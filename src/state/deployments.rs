//! 远程部署记录
//!
//! 进行中的部署按 ID 保存，结束后移入有界历史

use chrono::{DateTime, Utc};
use serde::Serialize;
use std::collections::{HashMap, VecDeque};
use tokio::sync::RwLock;
use uuid::Uuid;

use crate::config::constants::MAX_FINISHED_DEPLOYMENTS;
use crate::domain::hardware::HardwareVariant;
use crate::domain::remote::DeploymentResult;

#[derive(Clone, Copy, Debug, PartialEq, Eq, Serialize)]
#[serde(rename_all = "snake_case")]
pub enum DeploymentStatus {
    Running,
    Succeeded,
    Failed,
}

/// 一次远程部署
#[derive(Clone, Debug, Serialize)]
pub struct DeploymentRecord {
    pub id: String,
    /// user@host:port
    pub target: String,
    pub requested_gpu_type: Option<HardwareVariant>,
    pub status: DeploymentStatus,
    pub started_at: DateTime<Utc>,
    pub finished_at: Option<DateTime<Utc>>,
    #[serde(skip_serializing_if = "Option::is_none")]
    pub result: Option<DeploymentResult>,
}

impl DeploymentRecord {
    pub fn new(target: String, requested_gpu_type: Option<HardwareVariant>) -> Self {
        Self {
            id: Uuid::new_v4().to_string(),
            target,
            requested_gpu_type,
            status: DeploymentStatus::Running,
            started_at: Utc::now(),
            finished_at: None,
            result: None,
        }
    }
}

/// 部署记录存储
pub struct DeploymentStore {
    running: RwLock<HashMap<String, DeploymentRecord>>,
    history: RwLock<VecDeque<DeploymentRecord>>,
    max_history: usize,
}

impl DeploymentStore {
    pub fn new() -> Self {
        Self::with_capacity(MAX_FINISHED_DEPLOYMENTS)
    }

    pub fn with_capacity(max_history: usize) -> Self {
        Self {
            running: RwLock::new(HashMap::new()),
            history: RwLock::new(VecDeque::new()),
            max_history,
        }
    }

    pub async fn create(&self, record: DeploymentRecord) -> String {
        let id = record.id.clone();
        self.running.write().await.insert(id.clone(), record);
        id
    }

    /// 先查进行中，再查历史
    pub async fn get(&self, id: &str) -> Option<DeploymentRecord> {
        if let Some(record) = self.running.read().await.get(id) {
            return Some(record.clone());
        }
        let history = self.history.read().await;
        history.iter().find(|r| r.id == id).cloned()
    }

    /// 写入结果并移入历史
    pub async fn finish(&self, id: &str, result: DeploymentResult) {
        let record = self.running.write().await.remove(id);
        let Some(mut record) = record else {
            tracing::warn!(deployment_id = %id, "Finishing unknown deployment");
            return;
        };

        record.status = if result.success {
            DeploymentStatus::Succeeded
        } else {
            DeploymentStatus::Failed
        };
        record.finished_at = Some(Utc::now());
        record.result = Some(result);

        let mut history = self.history.write().await;
        history.push_front(record);
        while history.len() > self.max_history {
            history.pop_back();
        }
    }

    pub async fn running_count(&self) -> usize {
        self.running.read().await.len()
    }

    /// 最近的部署（进行中在前）
    pub async fn recent(&self, limit: usize) -> Vec<DeploymentRecord> {
        let mut records: Vec<DeploymentRecord> =
            self.running.read().await.values().cloned().collect();
        records.sort_by(|a, b| b.started_at.cmp(&a.started_at));
        records.extend(self.history.read().await.iter().cloned());
        records.truncate(limit);
        records
    }
}

impl Default for DeploymentStore {
    fn default() -> Self {
        Self::new()
    }
}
•••
Every line of the material above that includes the string "cloned" is required.

Answer section>
        history.iter().find(|r| r.id == id).cloned()
            self.running.read().await.values().cloned().collect();
        records.extend(self.history.read().await.iter().cloned());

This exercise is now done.